Cytotoxic t lymphocyte antigen-4 (Ctla-4) rs231775 and rs5792909 polymorphisms are not associated with adult-and childhood-onset type 1 diabetes in a southern brazilian population

Abstract

Several studies have described an association between cytotoxic T-lymphocyte antigen-4 (CTLA-4) gene polymorphism and type 1 diabetes mellitus (T1D) in some ethnic populations, and a lack of association in other populations. Differences in the contribution of the genetic background of T1D onset are age dependent. We conducted a case-control study of a T1D Brazilian population, in which a possible association of rs231775 (+49A/G) and rs5792909 (-318C/T) polymorphisms in CTLA-4 with T1D was evaluated. These polymorphisms were genotyped in 150 childhood-onset (age ≤ 14 years old) and 150 adult-onset (age >18 years) patients with diabetes and non-diabetic healthy individuals (150 children and 150 adults).
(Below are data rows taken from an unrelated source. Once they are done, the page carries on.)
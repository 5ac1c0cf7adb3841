//! Undo/redo history over editor state snapshots.
//!
//! Snapshots are `Arc<EditorState>`; pushing one clones the `Arc`, not the
//! state, and the persistent collections inside keep the snapshots sharing
//! storage. A reduction that returns the identical `Arc` is discarded
//! without touching the stacks, so no-op actions never create empty history
//! entries.

use crate::actions::{reduce, EditorAction};
use crate::editor::EditorState;
use std::collections::VecDeque;
use std::sync::Arc;

/// Past/present/future snapshot stacks around the reducer.
#[derive(Debug, Clone)]
pub struct UndoableState {
    /// Oldest snapshot at the front, most recent at the back.
    past: VecDeque<Arc<EditorState>>,
    present: Arc<EditorState>,
    /// Next redo target at the front.
    future: VecDeque<Arc<EditorState>>,
    /// Maximum number of past snapshots; `None` keeps everything.
    capacity: Option<usize>,
}

impl UndoableState {
    /// An unbounded history starting at `initial`.
    pub fn new(initial: EditorState) -> Self {
        Self {
            past: VecDeque::new(),
            present: Arc::new(initial),
            future: VecDeque::new(),
            capacity: None,
        }
    }

    /// A history that keeps at most `capacity` undo steps, evicting the
    /// oldest snapshot on overflow.
    pub fn with_capacity(initial: EditorState, capacity: usize) -> Self {
        Self {
            capacity: Some(capacity),
            ..Self::new(initial)
        }
    }

    pub fn present(&self) -> &Arc<EditorState> {
        &self.present
    }

    pub fn can_undo(&self) -> bool {
        !self.past.is_empty()
    }

    pub fn can_redo(&self) -> bool {
        !self.future.is_empty()
    }

    /// Reduce `action` against the present state. Returns whether a new
    /// snapshot was recorded.
    pub fn dispatch(&mut self, action: &EditorAction) -> bool {
        let next = reduce(&self.present, action);
        if Arc::ptr_eq(&next, &self.present) {
            return false;
        }

        self.past.push_back(Arc::clone(&self.present));
        if let Some(capacity) = self.capacity {
            while self.past.len() > capacity {
                self.past.pop_front();
            }
        }
        self.present = next;
        self.future.clear();
        log::debug!(
            "dispatched {action:?}: {} undo / {} redo steps",
            self.past.len(),
            self.future.len()
        );
        true
    }

    /// Step back to the previous snapshot. Returns whether anything changed.
    pub fn undo(&mut self) -> bool {
        match self.past.pop_back() {
            Some(previous) => {
                self.future.push_front(Arc::clone(&self.present));
                self.present = previous;
                true
            }
            None => false,
        }
    }

    /// Step forward again. Returns whether anything changed.
    pub fn redo(&mut self) -> bool {
        match self.future.pop_front() {
            Some(next) => {
                self.past.push_back(Arc::clone(&self.present));
                self.present = next;
                true
            }
            None => false,
        }
    }
}
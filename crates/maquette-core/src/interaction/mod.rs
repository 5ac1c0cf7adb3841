//! Interaction layer: input events, the handler chain and the transform
//! controller driving move/resize/rotate gestures.

mod controller;
mod handles;
mod timer;

pub use controller::{GestureState, ManipulationMode, TransformController};
pub use handles::{hit_test_handles, resize_offsets, HandleKind, HANDLE_SIZE, ROTATE_HANDLE_OFFSET};
pub use timer::{CancelToken, ManualScheduler, Scheduler};

use crate::diagram::DiagramId;
use crate::geometry::Transform;
use crate::item::{DiagramItem, ItemId};
use crate::snap::SnapMode;
use kurbo::{Point, Vec2};
use std::cell::RefCell;
use std::collections::HashMap;
use std::rc::Rc;

/// Modifier key state carried with pointer events.
#[derive(Debug, Clone, Copy, Default, PartialEq, Eq)]
pub struct Modifiers {
    pub shift: bool,
    pub ctrl: bool,
    pub alt: bool,
}

/// The snap mode a gesture uses under the given modifiers.
pub fn snap_mode_for(modifiers: Modifiers) -> SnapMode {
    if modifiers.shift {
        SnapMode::Grid
    } else if modifiers.ctrl {
        SnapMode::None
    } else {
        SnapMode::Shapes
    }
}

/// Arrow keys driving the keyboard move gesture.
#[derive(Debug, Clone, Copy, PartialEq, Eq)]
pub enum ArrowKey {
    Left,
    Right,
    Up,
    Down,
}

impl ArrowKey {
    /// Unit step in world coordinates.
    pub fn direction(self) -> Vec2 {
        match self {
            ArrowKey::Left => Vec2::new(-1.0, 0.0),
            ArrowKey::Right => Vec2::new(1.0, 0.0),
            ArrowKey::Up => Vec2::new(0.0, -1.0),
            ArrowKey::Down => Vec2::new(0.0, 1.0),
        }
    }
}

/// Input events consumed by the handler chain.
#[derive(Debug, Clone, Copy, PartialEq)]
pub enum InputEvent {
    PointerDown { position: Point, modifiers: Modifiers },
    PointerDrag { position: Point, modifiers: Modifiers },
    PointerUp { position: Point },
    KeyDown { key: ArrowKey },
    KeyUp { key: ArrowKey },
    FocusLost,
}

/// Whether a handler consumed an event. Declining must not consume it; the
/// dispatcher passes declined events on to the next handler.
#[derive(Debug, Clone, Copy, PartialEq, Eq)]
pub enum Handled {
    Yes,
    No,
}

/// Side effects a handler requests. The host forwards the preview effects
/// to its renderer (they bypass the history-tracked store) and turns the
/// commit into a `TransformItems` action.
#[derive(Debug, Clone, PartialEq)]
pub enum Effect {
    /// A gesture began; the renderer may switch to preview drawing.
    PreviewStart,
    /// Live transforms for the items under manipulation.
    PreviewUpdate {
        items: HashMap<ItemId, DiagramItem>,
    },
    /// The gesture ended; preview state should be dropped.
    PreviewEnd,
    /// Commit a finished gesture through the reducer.
    TransformItems {
        diagram_id: DiagramId,
        item_ids: Vec<ItemId>,
        old_bounds: Transform,
        new_bounds: Transform,
    },
}

/// One link in the input handler chain.
pub trait InteractionHandler {
    fn on_event(&mut self, event: &InputEvent, effects: &mut Vec<Effect>) -> Handled;
}

/// Ordered chain of input handlers. Handlers are tried in registration
/// order until one consumes the event.
#[derive(Default)]
pub struct InteractionService {
    handlers: Vec<Rc<RefCell<dyn InteractionHandler>>>,
}

impl InteractionService {
    pub fn new() -> Self {
        Self::default()
    }

    pub fn add_handler(&mut self, handler: Rc<RefCell<dyn InteractionHandler>>) {
        self.handlers.push(handler);
    }

    /// Dispatch an event through the chain, collecting requested effects.
    pub fn dispatch(&mut self, event: &InputEvent) -> Vec<Effect> {
        let mut effects = Vec::new();
        for handler in &self.handlers {
            if handler.borrow_mut().on_event(event, &mut effects) == Handled::Yes {
                break;
            }
        }
        effects
    }
}

#[cfg(test)]
mod tests {
    use super::*;

    struct Recorder {
        handled: bool,
        seen: usize,
    }

    impl InteractionHandler for Recorder {
        fn on_event(&mut self, _event: &InputEvent, _effects: &mut Vec<Effect>) -> Handled {
            self.seen += 1;
            if self.handled {
                Handled::Yes
            } else {
                Handled::No
            }
        }
    }

    #[test]
    fn declined_events_reach_the_next_handler() {
        let first = Rc::new(RefCell::new(Recorder {
            handled: false,
            seen: 0,
        }));
        let second = Rc::new(RefCell::new(Recorder {
            handled: true,
            seen: 0,
        }));
        let third = Rc::new(RefCell::new(Recorder {
            handled: true,
            seen: 0,
        }));

        let mut service = InteractionService::new();
        service.add_handler(first.clone());
        service.add_handler(second.clone());
        service.add_handler(third.clone());

        service.dispatch(&InputEvent::FocusLost);

        assert_eq!(first.borrow().seen, 1);
        assert_eq!(second.borrow().seen, 1);
        assert_eq!(third.borrow().seen, 0, "consumed events stop the chain");
    }

    #[test]
    fn modifier_keys_select_the_snap_mode() {
        assert_eq!(snap_mode_for(Modifiers::default()), SnapMode::Shapes);
        assert_eq!(
            snap_mode_for(Modifiers {
                shift: true,
                ..Default::default()
            }),
            SnapMode::Grid
        );
        assert_eq!(
            snap_mode_for(Modifiers {
                ctrl: true,
                ..Default::default()
            }),
            SnapMode::None
        );
    }
}
//! Ordering engine: z-order changes for selections of items.

use crate::diagram::Diagram;
use crate::item::ItemId;
use serde::{Deserialize, Serialize};

#[derive(Debug, Clone, Copy, PartialEq, Eq, Serialize, Deserialize)]
pub enum OrderMode {
    BringForwards,
    BringToFront,
    SendBackwards,
    SendToBack,
}

/// Reorder the given items. The moved block keeps its internal order; the
/// target index is derived from the backmost moved item (one past it for
/// forwards, one before it for backwards) or the ends of the sequence.
/// Returns `None` when nothing is moved or the order is unchanged.
pub fn order_items(diagram: &Diagram, mode: OrderMode, ids: &[ItemId]) -> Option<Diagram> {
    let first_index = diagram.item_ids().iter().position(|id| ids.contains(id))?;

    let target_index = match mode {
        OrderMode::BringToFront => diagram.item_ids().len(),
        OrderMode::SendToBack => 0,
        OrderMode::BringForwards => first_index + 1,
        OrderMode::SendBackwards => first_index.saturating_sub(1),
    };

    diagram.move_items(ids, target_index)
}
//! Manipulation handles and their hit testing.
//!
//! Handles are typed descriptors; the resize offset is a vector whose
//! components are each in {-0.5, 0, +0.5}, 0 meaning the axis is untouched
//! by that handle. All boxes live in the un-rotated local frame of the
//! selection transform, so hit testing un-rotates the pointer first.

use crate::geometry::{rotate_about, Transform};
use kurbo::{Point, Rect, Vec2};

/// Side length of the square handle boxes.
pub const HANDLE_SIZE: f64 = 12.0;
/// Distance between the selection's top edge and the rotate handle.
pub const ROTATE_HANDLE_OFFSET: f64 = 30.0;

/// Which handle a pointer grabbed.
#[derive(Debug, Clone, Copy, PartialEq)]
pub enum HandleKind {
    /// The selection body; dragging it moves the whole selection.
    Move,
    /// One of the eight resize handles, identified by its offset.
    Resize(Vec2),
    /// The rotate knob above the selection.
    Rotate,
}

/// The eight resize handle offsets, corners first rows then edges, matching
/// the adorner layout top-left to bottom-right.
pub fn resize_offsets() -> [Vec2; 8] {
    [
        Vec2::new(-0.5, -0.5),
        Vec2::new(0.0, -0.5),
        Vec2::new(0.5, -0.5),
        Vec2::new(-0.5, 0.0),
        Vec2::new(0.5, 0.0),
        Vec2::new(-0.5, 0.5),
        Vec2::new(0.0, 0.5),
        Vec2::new(0.5, 0.5),
    ]
}

fn resize_box(transform: &Transform, offset: Vec2) -> Rect {
    let half = HANDLE_SIZE / 2.0;
    let position = transform.position();
    let size = transform.size();
    let x = position.x - half + offset.x * (size.x + half);
    let y = position.y - half + offset.y * (size.y + half);
    Rect::new(x, y, x + HANDLE_SIZE, y + HANDLE_SIZE)
}

fn move_box(transform: &Transform) -> Rect {
    let position = transform.position();
    let size = transform.size();
    Rect::new(
        position.x - size.x / 2.0,
        position.y - size.y / 2.0,
        position.x + size.x / 2.0,
        position.y + size.y / 2.0,
    )
}

fn rotate_box(transform: &Transform) -> Rect {
    let half = HANDLE_SIZE / 2.0;
    let position = transform.position();
    let size = transform.size();
    let x = position.x - half;
    let y = position.y - half - size.y / 2.0 - ROTATE_HANDLE_OFFSET;
    Rect::new(x, y, x + HANDLE_SIZE, y + HANDLE_SIZE)
}

/// Find the handle under `point`. Resize boxes are tested first (they
/// straddle the body's edges), then the move body, then the rotate knob;
/// the first match wins. Resize handles on a constrained axis are not
/// offered and therefore cannot match.
pub fn hit_test_handles(
    transform: &Transform,
    point: Point,
    can_resize_x: bool,
    can_resize_y: bool,
) -> Option<HandleKind> {
    let local = rotate_about(point, transform.position(), transform.rotation().negate());

    for offset in resize_offsets() {
        let enabled = (offset.x == 0.0 || can_resize_x) && (offset.y == 0.0 || can_resize_y);
        if enabled && resize_box(transform, offset).contains(local) {
            return Some(HandleKind::Resize(offset));
        }
    }
    if move_box(transform).contains(local) {
        return Some(HandleKind::Move);
    }
    if rotate_box(transform).contains(local) {
        return Some(HandleKind::Rotate);
    }
    None
}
PCR-restriction fragment length polymorphism (rs5792909) and TaqMan® fluorescent probe (rs231775) methodologies were used for genotyping. The polymorphisms were in Hardy-Weinberg equilibrium. There was no difference in genotype and allele frequency between the patients with T1D and non-diabetic controls. The frequencies for childhood-T1D and adulthood-T1D, for the rs231775 G-allele (95% CI) were 39.0% (31–47) and 37.3% (30–46), and for the T-allele of the rs5792909 polymorphism they were 5.0% (3–7%) and 2.7% (1–4%), respectively. We did not identify an association of CTLA-4 rs231775 and rs5742909 polymorphisms with adult-or childhood-onset T1D in a Euro-Brazilian population in Southern Brazil.